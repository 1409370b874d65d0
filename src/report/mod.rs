//! Reporting utilities: config listings and table summaries.

pub mod format;

pub use format::{format_config, format_table_summary};
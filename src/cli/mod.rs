//! Command-line parsing for the `tg` binary.
//!
//! Parsing and dispatch live apart from the validation code; `app` turns
//! these structs into library calls.

use std::path::PathBuf;

use clap::{Parser, Subcommand, ValueEnum};

/// Top-level CLI.
#[derive(Debug, Parser)]
#[command(name = "tg", version, about = "Typed configs and contracted data readers for tabular pipelines")]
pub struct Cli {
    #[command(subcommand)]
    pub command: Command,
}

/// CLI subcommands.
#[derive(Debug, Subcommand)]
pub enum Command {
    /// Print a configuration record after applying `--key=value` overrides.
    Config(ConfigArgs),
    /// Read a CSV through the column contract and summarise the result.
    Read(ReadArgs),
    /// Download a file into the local dataset cache (no-op if cached).
    Fetch(FetchArgs),
}

/// Which configuration record to build.
#[derive(Debug, Clone, Copy, PartialEq, Eq, ValueEnum)]
pub enum Preset {
    Train,
    Model,
}

#[derive(Debug, Parser)]
pub struct ConfigArgs {
    /// Configuration record to start from (its declared defaults).
    #[arg(long, value_enum, default_value_t = Preset::Train)]
    pub preset: Preset,

    /// Print JSON instead of the aligned listing.
    #[arg(long)]
    pub json: bool,

    /// Field overrides, each exactly `--<field>=<value>`.
    #[arg(
        value_name = "--KEY=VALUE",
        trailing_var_arg = true,
        allow_hyphen_values = true
    )]
    pub overrides: Vec<String>,
}

#[derive(Debug, Parser)]
pub struct ReadArgs {
    /// CSV file to read.
    #[arg(value_name = "CSV")]
    pub path: PathBuf,

    /// Columns that must be present and numeric (comma-separated).
    #[arg(long, value_delimiter = ',')]
    pub numerical: Vec<String>,

    /// Columns that must be present; kept as categorical text (comma-separated).
    #[arg(long, value_delimiter = ',')]
    pub categorical: Vec<String>,

    /// Field delimiter.
    #[arg(long, default_value_t = ',')]
    pub delimiter: char,

    /// Number of leading rows to print.
    #[arg(long, default_value_t = 5)]
    pub head: usize,
}

#[derive(Debug, Parser)]
pub struct FetchArgs {
    /// Source URL.
    #[arg(long)]
    pub url: String,

    /// Destination file name inside the cache.
    #[arg(long)]
    pub name: String,

    /// Cache root (defaults to `TG_DATA_DIR`, then `./data`).
    #[arg(long)]
    pub cache_dir: Option<PathBuf>,
}
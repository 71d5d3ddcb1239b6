// CommonMark paragraph and setext heading
//
// One accumulator handles both: non-blank lines are collected, and before a
// line is taken as content it is tested as a setext underline. The underline
// test runs first so `---` under text becomes a level-2 heading rather than
// interrupting the paragraph as a thematic break. Content is staged raw; the
// driver runs the inline pass later.

use crate::combinator::{ParseResult, Parser, ParserInput};
use crate::highlight::{HighlightContext, HighlightKind};
use crate::markdown::ast::{Block, InlineContent};
use crate::markdown::blocks::{can_interrupt_paragraph, is_blank, line_at, MdParser};

pub(crate) fn paragraph_or_setext() -> MdParser<Block> {
    Parser::new(|input: ParserInput<char, HighlightContext>| {
        let tokens = input.tokens();
        let mut pos = input.index();
        let mut lines: Vec<String> = Vec::new();
        let mut consumed = pos;

        while pos < tokens.len() {
            let line = line_at(tokens, pos);
            if is_blank(&line.text) {
                break;
            }
            if lines.is_empty() {
                // A paragraph cannot open on an indented-code line; the
                // alternative order normally prevents this, inner contexts
                // keep the guard honest.
                lines.push(line.text.trim_start().to_string());
            } else {
                if let Some(level) = setext_underline_level(&line.text) {
                    let raw = finish_content(lines);
                    log::debug!("setext heading level {}: {:?}", level, raw);
                    input
                        .context()
                        .emit(pos..line.content_end, HighlightKind::HeadingMarker);
                    let next = input.at_index(line.next_start);
                    return ParseResult::success(
                        Block::Heading {
                            level,
                            content: InlineContent::raw(raw),
                        },
                        next,
                    );
                }
                if can_interrupt_paragraph(&line.text) {
                    break;
                }
                lines.push(line.text.trim_start().to_string());
            }
            consumed = line.next_start;
            pos = line.next_start;
        }

        if lines.is_empty() {
            return ParseResult::failure("paragraph", input);
        }
        let raw = finish_content(lines);
        log::debug!("paragraph: {:?}", crate::markdown::safe_preview(&raw, 40));
        let next = input.at_index(consumed);
        ParseResult::success(
            Block::Paragraph {
                content: InlineContent::raw(raw),
            },
            next,
        )
    })
}

/// Join collected lines; trailing whitespace on the final line never carries
/// meaning (no break follows it).
fn finish_content(lines: Vec<String>) -> String {
    let joined = lines.join("\n");
    joined.trim_end().to_string()
}

/// `Some(1)` for an `=` underline, `Some(2)` for `-`, otherwise `None`.
pub(crate) fn setext_underline_level(line: &str) -> Option<u8> {
    let trimmed = line.trim_start_matches(' ');
    if line.len() - trimmed.len() > 3 {
        return None;
    }
    let marker = match trimmed.chars().next() {
        Some(c @ ('=' | '-')) => c,
        _ => return None,
    };
    let run = trimmed.chars().take_while(|&c| c == marker).count();
    if trimmed[run..].chars().all(|c| c == ' ' || c == '\t') {
        Some(if marker == '=' { 1 } else { 2 })
    } else {
        None
    }
}
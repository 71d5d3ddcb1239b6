// CommonMark entity and numeric character references
//
// Recognition is syntactic: a named reference is 1-100 alphanumerics, a
// decimal reference 1-7 digits, a hex reference 1-6 hex digits. Entities
// stay literal in the AST; nothing here decodes them.

use crate::combinator::{ParseResult, Parser};
use crate::highlight::{tag, HighlightKind};
use crate::markdown::ast::Inline;
use crate::markdown::blocks::MdParser;

pub(crate) fn html_entity() -> MdParser<Inline> {
    tag(
        HighlightKind::EntityRef,
        &Parser::new(|input| {
            let tokens = input.tokens();
            let start = input.index();
            if tokens.get(start) != Some(&'&') {
                return ParseResult::failure("HTML entity", input);
            }
            let end = match scan_entity(tokens, start) {
                Some(end) => end,
                None => return ParseResult::failure("HTML entity", input),
            };
            let literal: String = tokens[start..end].iter().collect();
            let next = input.at_index(end);
            ParseResult::success(Inline::HtmlEntity { literal }, next)
        }),
    )
}

/// Index past the `;` of the reference starting at `&`, if well-formed.
fn scan_entity(tokens: &[char], start: usize) -> Option<usize> {
    let mut i = start + 1;
    if tokens.get(i) == Some(&'#') {
        i += 1;
        if matches!(tokens.get(i), Some('x') | Some('X')) {
            i += 1;
            let digits_start = i;
            while tokens.get(i).is_some_and(|c| c.is_ascii_hexdigit()) {
                i += 1;
            }
            let count = i - digits_start;
            if !(1..=6).contains(&count) || tokens.get(i) != Some(&';') {
                return None;
            }
            return Some(i + 1);
        }
        let digits_start = i;
        while tokens.get(i).is_some_and(|c| c.is_ascii_digit()) {
            i += 1;
        }
        let count = i - digits_start;
        if !(1..=7).contains(&count) || tokens.get(i) != Some(&';') {
            return None;
        }
        return Some(i + 1);
    }
    let name_start = i;
    while tokens.get(i).is_some_and(|c| c.is_ascii_alphanumeric()) {
        i += 1;
    }
    let count = i - name_start;
    if !(1..=100).contains(&count) || tokens.get(i) != Some(&';') {
        return None;
    }
    Some(i + 1)
}

#[cfg(test)]
mod tests {
    use super::*;
    use crate::combinator::ParserInput;
    use crate::highlight::HighlightContext;

    fn parse_entity(text: &str) -> Option<String> {
        let input = ParserInput::from_text(text, HighlightContext::default());
        html_entity()
            .parse(input)
            .into_success()
            .map(|(inline, _)| match inline {
                Inline::HtmlEntity { literal } => literal,
                other => panic!("expected entity, got {:?}", other),
            })
    }

    #[test]
    fn smoke_test_named_entity() {
        assert_eq!(parse_entity("&amp; x"), Some("&amp;".into()));
        assert_eq!(parse_entity("&copy;"), Some("&copy;".into()));
    }

    #[test]
    fn smoke_test_numeric_entities() {
        assert_eq!(parse_entity("&#169;"), Some("&#169;".into()));
        assert_eq!(parse_entity("&#xA9;"), Some("&#xA9;".into()));
        assert_eq!(parse_entity("&#X22;"), Some("&#X22;".into()));
    }

    #[test]
    fn smoke_test_rejects_malformed() {
        assert_eq!(parse_entity("&;"), None);
        assert_eq!(parse_entity("&amp"), None);
        assert_eq!(parse_entity("&#12345678;"), None);
        assert_eq!(parse_entity("&#x1234567;"), None);
        assert_eq!(parse_entity("& amp;"), None);
    }
}
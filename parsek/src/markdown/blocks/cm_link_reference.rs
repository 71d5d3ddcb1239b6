// CommonMark link reference definition
//
// `[label]:` then destination, then an optional title separated by
// whitespace. Whitespace around the destination may contain at most one
// line ending. A title that fails to parse on its own line does not sink
// the definition; a malformed title on the destination line does.

use crate::combinator::{ParseResult, Parser, ParserInput};
use crate::highlight::{HighlightContext, HighlightKind};
use crate::markdown::ast::Block;
use crate::markdown::blocks::MdParser;
use crate::markdown::link::{
    scan_destination, scan_ref_label, scan_title, skip_spaces_tabs, skip_ws_max_one_newline,
};

pub(crate) fn link_reference_definition() -> MdParser<Block> {
    Parser::new(|input: ParserInput<char, HighlightContext>| {
        let tokens = input.tokens();
        let start = input.index();

        let mut i = start;
        let mut spaces = 0;
        while tokens.get(i) == Some(&' ') && spaces < 4 {
            i += 1;
            spaces += 1;
        }
        if spaces > 3 {
            return ParseResult::failure("link reference definition", input);
        }

        let (label, after_label) = match scan_ref_label(tokens, i) {
            Some(found) => found,
            None => return ParseResult::failure("link reference definition", input),
        };
        if tokens.get(after_label) != Some(&':') {
            return ParseResult::failure("link reference definition", input);
        }
        let after_colon = after_label + 1;

        let dest_start = match skip_ws_max_one_newline(tokens, after_colon) {
            Some(i) => i,
            None => return ParseResult::failure("link reference definition", input),
        };
        let (destination, after_dest) = match scan_destination(tokens, dest_start) {
            Some(found) => found,
            None => return ParseResult::failure("link reference definition", input),
        };

        // Title attempt: whitespace (with at most one line ending), a title,
        // then only trailing whitespace on its line.
        let mut title = None;
        let mut end = None;
        let mut title_range = None;
        if let Some(title_start) = skip_ws_max_one_newline(tokens, after_dest) {
            if title_start > after_dest {
                if let Some((t, after_title)) = scan_title(tokens, title_start) {
                    let trailing = skip_spaces_tabs(tokens, after_title);
                    if let Some(after_eol) = at_line_end(tokens, trailing) {
                        title = Some(t);
                        title_range = Some(title_start..after_title);
                        end = Some(after_eol);
                    }
                }
            }
        }
        // No (valid) title: the destination must end its line.
        if end.is_none() {
            let trailing = skip_spaces_tabs(tokens, after_dest);
            match at_line_end(tokens, trailing) {
                Some(after_eol) => end = Some(after_eol),
                None => return ParseResult::failure("link reference definition", input),
            }
        }
        let end = match end {
            Some(end) => end,
            None => return ParseResult::failure("link reference definition", input),
        };

        log::debug!("link reference definition: [{}] -> {}", label, destination);
        let context = input.context().clone();
        context.emit(dest_start..after_dest, HighlightKind::LinkDestination);
        if let Some(range) = title_range {
            context.emit(range, HighlightKind::LinkTitle);
        }

        let next = input.at_index(end);
        ParseResult::success(
            Block::LinkReferenceDefinition {
                label,
                destination,
                title,
            },
            next,
        )
    })
}

/// Index past the line ending at `i`, `Some(i)` at end of input, `None` when
/// a non-terminator character sits there.
fn at_line_end(tokens: &[char], i: usize) -> Option<usize> {
    match tokens.get(i) {
        None => Some(i),
        Some('\n') => Some(i + 1),
        Some('\r') => {
            if tokens.get(i + 1) == Some(&'\n') {
                Some(i + 2)
            } else {
                Some(i + 1)
            }
        }
        Some(_) => None,
    }
}

#[cfg(test)]
mod tests {
    use super::*;
    use crate::combinator::ParserInput;
    use crate::highlight::HighlightContext;

    fn parse_definition(text: &str) -> Option<(String, String, Option<String>, usize)> {
        let input = ParserInput::from_text(text, HighlightContext::default());
        match link_reference_definition().parse(input) {
            ParseResult::Success { value, next } => match value {
                Block::LinkReferenceDefinition {
                    label,
                    destination,
                    title,
                } => Some((label, destination, title, next.index())),
                _ => None,
            },
            ParseResult::Failure { .. } => None,
        }
    }

    #[test]
    fn smoke_test_definition_with_title() {
        let (label, dest, title, _) =
            parse_definition("[foo]: /url \"t\"\n").expect("definition");
        assert_eq!(label, "foo");
        assert_eq!(dest, "/url");
        assert_eq!(title.as_deref(), Some("t"));
    }

    #[test]
    fn smoke_test_definition_without_title() {
        let (_, dest, title, _) = parse_definition("[foo]: /url\n").expect("definition");
        assert_eq!(dest, "/url");
        assert_eq!(title, None);
    }

    #[test]
    fn smoke_test_definition_angle_destination() {
        let (_, dest, _, _) = parse_definition("[foo]: </my url>\n").expect("definition");
        assert_eq!(dest, "/my url");
    }

    #[test]
    fn smoke_test_destination_on_next_line() {
        let (_, dest, _, _) = parse_definition("[foo]:\n   /url\n").expect("definition");
        assert_eq!(dest, "/url");
    }

    #[test]
    fn smoke_test_title_on_next_line() {
        let (_, _, title, _) =
            parse_definition("[foo]: /url\n  \"title\"\n").expect("definition");
        assert_eq!(title.as_deref(), Some("title"));
    }

    #[test]
    fn smoke_test_invalid_title_on_next_line_falls_back() {
        // The would-be title line is left for the paragraph parser.
        let (_, dest, title, end) =
            parse_definition("[foo]: /url\n\"broken\n").expect("definition");
        assert_eq!(dest, "/url");
        assert_eq!(title, None);
        assert_eq!(end, 12);
    }

    #[test]
    fn smoke_test_garbage_after_destination_rejected() {
        assert!(parse_definition("[foo]: /url junk\n").is_none());
    }

    #[test]
    fn smoke_test_indent_limit() {
        assert!(parse_definition("   [a]: /x\n").is_some());
        assert!(parse_definition("    [a]: /x\n").is_none());
    }
}
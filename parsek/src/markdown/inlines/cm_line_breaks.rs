// CommonMark hard and soft line breaks
//
// Hard: two or more trailing spaces, or a backslash, before the line
// ending. Soft: at most one space or tab before the line ending. The text
// fallback backtracks over trailing whitespace so this parser gets to see
// it.

use crate::combinator::{ParseResult, Parser, ParserInput};
use crate::highlight::{HighlightContext, HighlightKind};
use crate::markdown::ast::Inline;
use crate::markdown::blocks::MdParser;

pub(crate) fn line_break() -> MdParser<Inline> {
    Parser::new(|input: ParserInput<char, HighlightContext>| {
        let tokens = input.tokens();
        let start = input.index();

        // Backslash-hard-break
        if tokens.get(start) == Some(&'\\') {
            if let Some(after) = line_ending_at(tokens, start + 1) {
                input
                    .context()
                    .emit(start..after, HighlightKind::HardBreak);
                return ParseResult::success(Inline::HardBreak, input.at_index(after));
            }
            return ParseResult::failure("line break", input);
        }

        let mut i = start;
        let mut spaces = 0;
        while tokens.get(i) == Some(&' ') {
            spaces += 1;
            i += 1;
        }
        // A single tab only softens the break.
        let mut tabbed = false;
        if spaces == 0 && tokens.get(i) == Some(&'\t') {
            tabbed = true;
            i += 1;
        }
        match line_ending_at(tokens, i) {
            Some(after) => {
                if spaces >= 2 && !tabbed {
                    input
                        .context()
                        .emit(start..after, HighlightKind::HardBreak);
                    ParseResult::success(Inline::HardBreak, input.at_index(after))
                } else if spaces <= 1 || tabbed {
                    input
                        .context()
                        .emit(start..after, HighlightKind::SoftBreak);
                    ParseResult::success(Inline::SoftBreak, input.at_index(after))
                } else {
                    ParseResult::failure("line break", input)
                }
            }
            None => ParseResult::failure("line break", input),
        }
    })
}

/// Index past a line ending at `i`, if one starts there.
fn line_ending_at(tokens: &[char], i: usize) -> Option<usize> {
    match tokens.get(i) {
        Some('\n') => Some(i + 1),
        Some('\r') => {
            if tokens.get(i + 1) == Some(&'\n') {
                Some(i + 2)
            } else {
                Some(i + 1)
            }
        }
        _ => None,
    }
}

#[cfg(test)]
mod tests {
    use super::*;
    use crate::combinator::ParserInput;
    use crate::highlight::HighlightContext;

    fn parse_break(text: &str) -> Option<(Inline, usize)> {
        let input = ParserInput::from_text(text, HighlightContext::default());
        line_break()
            .parse(input)
            .into_success()
            .map(|(inline, next)| (inline, next.index()))
    }

    #[test]
    fn smoke_test_hard_break_spaces() {
        assert_eq!(parse_break("  \nx"), Some((Inline::HardBreak, 3)));
        assert_eq!(parse_break("    \nx"), Some((Inline::HardBreak, 5)));
    }

    #[test]
    fn smoke_test_hard_break_backslash() {
        assert_eq!(parse_break("\\\nx"), Some((Inline::HardBreak, 2)));
        assert_eq!(parse_break("\\\r\nx"), Some((Inline::HardBreak, 3)));
    }

    #[test]
    fn smoke_test_soft_break() {
        assert_eq!(parse_break("\nx"), Some((Inline::SoftBreak, 1)));
        assert_eq!(parse_break(" \nx"), Some((Inline::SoftBreak, 2)));
        assert_eq!(parse_break("\t\nx"), Some((Inline::SoftBreak, 2)));
    }

    #[test]
    fn smoke_test_not_a_break() {
        assert_eq!(parse_break("x"), None);
        assert_eq!(parse_break("  x"), None);
        assert_eq!(parse_break("\\x"), None);
    }
}
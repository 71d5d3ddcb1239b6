// Two-variant parse result sum
//
// A failure records the index at which matching stopped; it never implies
// consumption, so callers are free to retry alternatives from the failed
// view's position.

use crate::combinator::input::ParserInput;

pub enum ParseResult<T, U, V> {
    Success {
        value: V,
        /// The view past everything the parser consumed. Carries both the
        /// next index and the shared token storage.
        next: ParserInput<T, U>,
    },
    Failure {
        message: String,
        index: usize,
        input: ParserInput<T, U>,
    },
}

impl<T, U, V> ParseResult<T, U, V> {
    pub fn success(value: V, next: ParserInput<T, U>) -> Self {
        ParseResult::Success { value, next }
    }

    /// Failure located at the view's current index.
    pub fn failure(message: impl Into<String>, input: ParserInput<T, U>) -> Self {
        let index = input.index();
        ParseResult::Failure {
            message: message.into(),
            index,
            input,
        }
    }

    pub fn is_success(&self) -> bool {
        matches!(self, ParseResult::Success { .. })
    }

    pub fn into_success(self) -> Option<(V, ParserInput<T, U>)> {
        match self {
            ParseResult::Success { value, next } => Some((value, next)),
            ParseResult::Failure { .. } => None,
        }
    }

    pub fn failure_message(&self) -> Option<&str> {
        match self {
            ParseResult::Failure { message, .. } => Some(message),
            ParseResult::Success { .. } => None,
        }
    }

    pub fn failure_index(&self) -> Option<usize> {
        match self {
            ParseResult::Failure { index, .. } => Some(*index),
            ParseResult::Success { .. } => None,
        }
    }

    pub fn map_value<W>(self, f: impl FnOnce(V) -> W) -> ParseResult<T, U, W> {
        match self {
            ParseResult::Success { value, next } => ParseResult::Success {
                value: f(value),
                next,
            },
            ParseResult::Failure {
                message,
                index,
                input,
            } => ParseResult::Failure {
                message,
                index,
                input,
            },
        }
    }
}

#[cfg(test)]
mod tests {
    use super::*;

    #[test]
    fn smoke_test_failure_records_index() {
        let input = ParserInput::from_text("abc", ()).advance();
        let result: ParseResult<char, (), ()> = ParseResult::failure("boom", input);
        assert_eq!(result.failure_index(), Some(1));
        assert_eq!(result.failure_message(), Some("boom"));
    }

    #[test]
    fn smoke_test_map_value() {
        let input = ParserInput::from_text("a", ());
        let result = ParseResult::success(1u32, input).map_value(|n| n + 1);
        assert!(matches!(result, ParseResult::Success { value: 2, .. }));
    }
}
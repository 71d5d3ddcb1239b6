// Combinator engine: immutable input view, two-variant result sum, parser algebra
//
// Everything in here is generic over the token type `T` and an opaque
// user-context `U` that is threaded through unchanged. The CommonMark layer
// instantiates `T = char` and uses `U` for the highlight sink.

pub mod input;
pub mod parser;
pub mod result;
pub mod text;

pub use input::ParserInput;
pub use parser::{
    any_token, between, choice, eof, not, satisfy, sep_by, sep_by1, sequence, Parser,
};
pub use result::ParseResult;
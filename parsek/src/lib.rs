// Parsek - parser combinator toolkit with a CommonMark 0.31.2 parser built on top

// Core modules: combinator engine → markdown grammar → highlight surface
pub mod combinator;
pub mod highlight;
pub mod markdown;

// Re-export main API
pub use combinator::{ParseResult, Parser, ParserInput};
pub use highlight::{tag, HighlightContext, HighlightKind, HighlightSink, SpanCollector};
pub use markdown::{
    parse, parse_inlines, parse_inlines_with_highlights, parse_with_highlights, render_plain,
};

// Re-export commonly used types
pub use markdown::{Block, Document, Inline, InlineContent, ListItem};
pub use markdown::{normalize_label, LinkReference, ReferenceMap, ResolveReference};
pub use markdown::safe_preview;
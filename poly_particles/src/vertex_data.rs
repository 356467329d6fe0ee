/// Shader locations shared by the particle mesh pipeline.
/// Instance attributes continue after the mesh attributes.
pub enum VertexDataLocation {
    Position = 0,
    Normal = 1,
    TexCoords = 2,
    ModelMatrix0 = 3,
    ModelMatrix1 = 4,
    ModelMatrix2 = 5,
    ModelMatrix3 = 6,
    Color = 7,
}

/// Shader locations of the debug line pipeline
pub enum LineDataLocation {
    Position = 0,
    Color = 1,
}

pub trait ShaderVertexData {
    type RawType;
    fn to_raw(&self) -> Self::RawType;

    fn desc() -> wgpu::VertexBufferLayout<'static>;
}
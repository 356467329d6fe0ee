//! Geometry for a 2D particle scene: the polygon mesh every particle is
//! drawn with, randomly placed particle instances inside a container, and
//! a sparse block grid that the debug overlay outlines.
//!
//! Nothing here talks to a GPU. The raw vertex types are `Pod` and come with
//! `wgpu` buffer layouts so a renderer can upload them as they are.

pub mod container;
pub mod debug_lines;
pub mod error;
pub mod particles;
pub mod poly_mesh;
pub mod scene;
pub mod sparse_grid;
pub mod vertex_data;

pub use container::Container;
pub use debug_lines::{grid_outline, lines_to_vertex_data, DebugLine, LineVertexRaw};
pub use error::GeometryError;
pub use particles::{InstanceRaw, Particle, ParticleConfig, ParticleState};
pub use poly_mesh::{build_polygon_mesh, MeshVertexRaw, PolyMesh, PolygonMeshBuilder};
pub use scene::{DrawBatch, ParticleScene, SceneConfig};
pub use sparse_grid::{build_sparse_grid, Cell, CellBlock, GridKey, SparseGrid};
pub use vertex_data::ShaderVertexData;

_ _ _

* WHAT YOU SHOULD DO
Each line above with the string "runs" in it should be located and copied.

* OUTPUT OF THE EXERCISE
// test runs first so `---` under text becomes a level-2 heading rather than
// driver runs the inline pass later.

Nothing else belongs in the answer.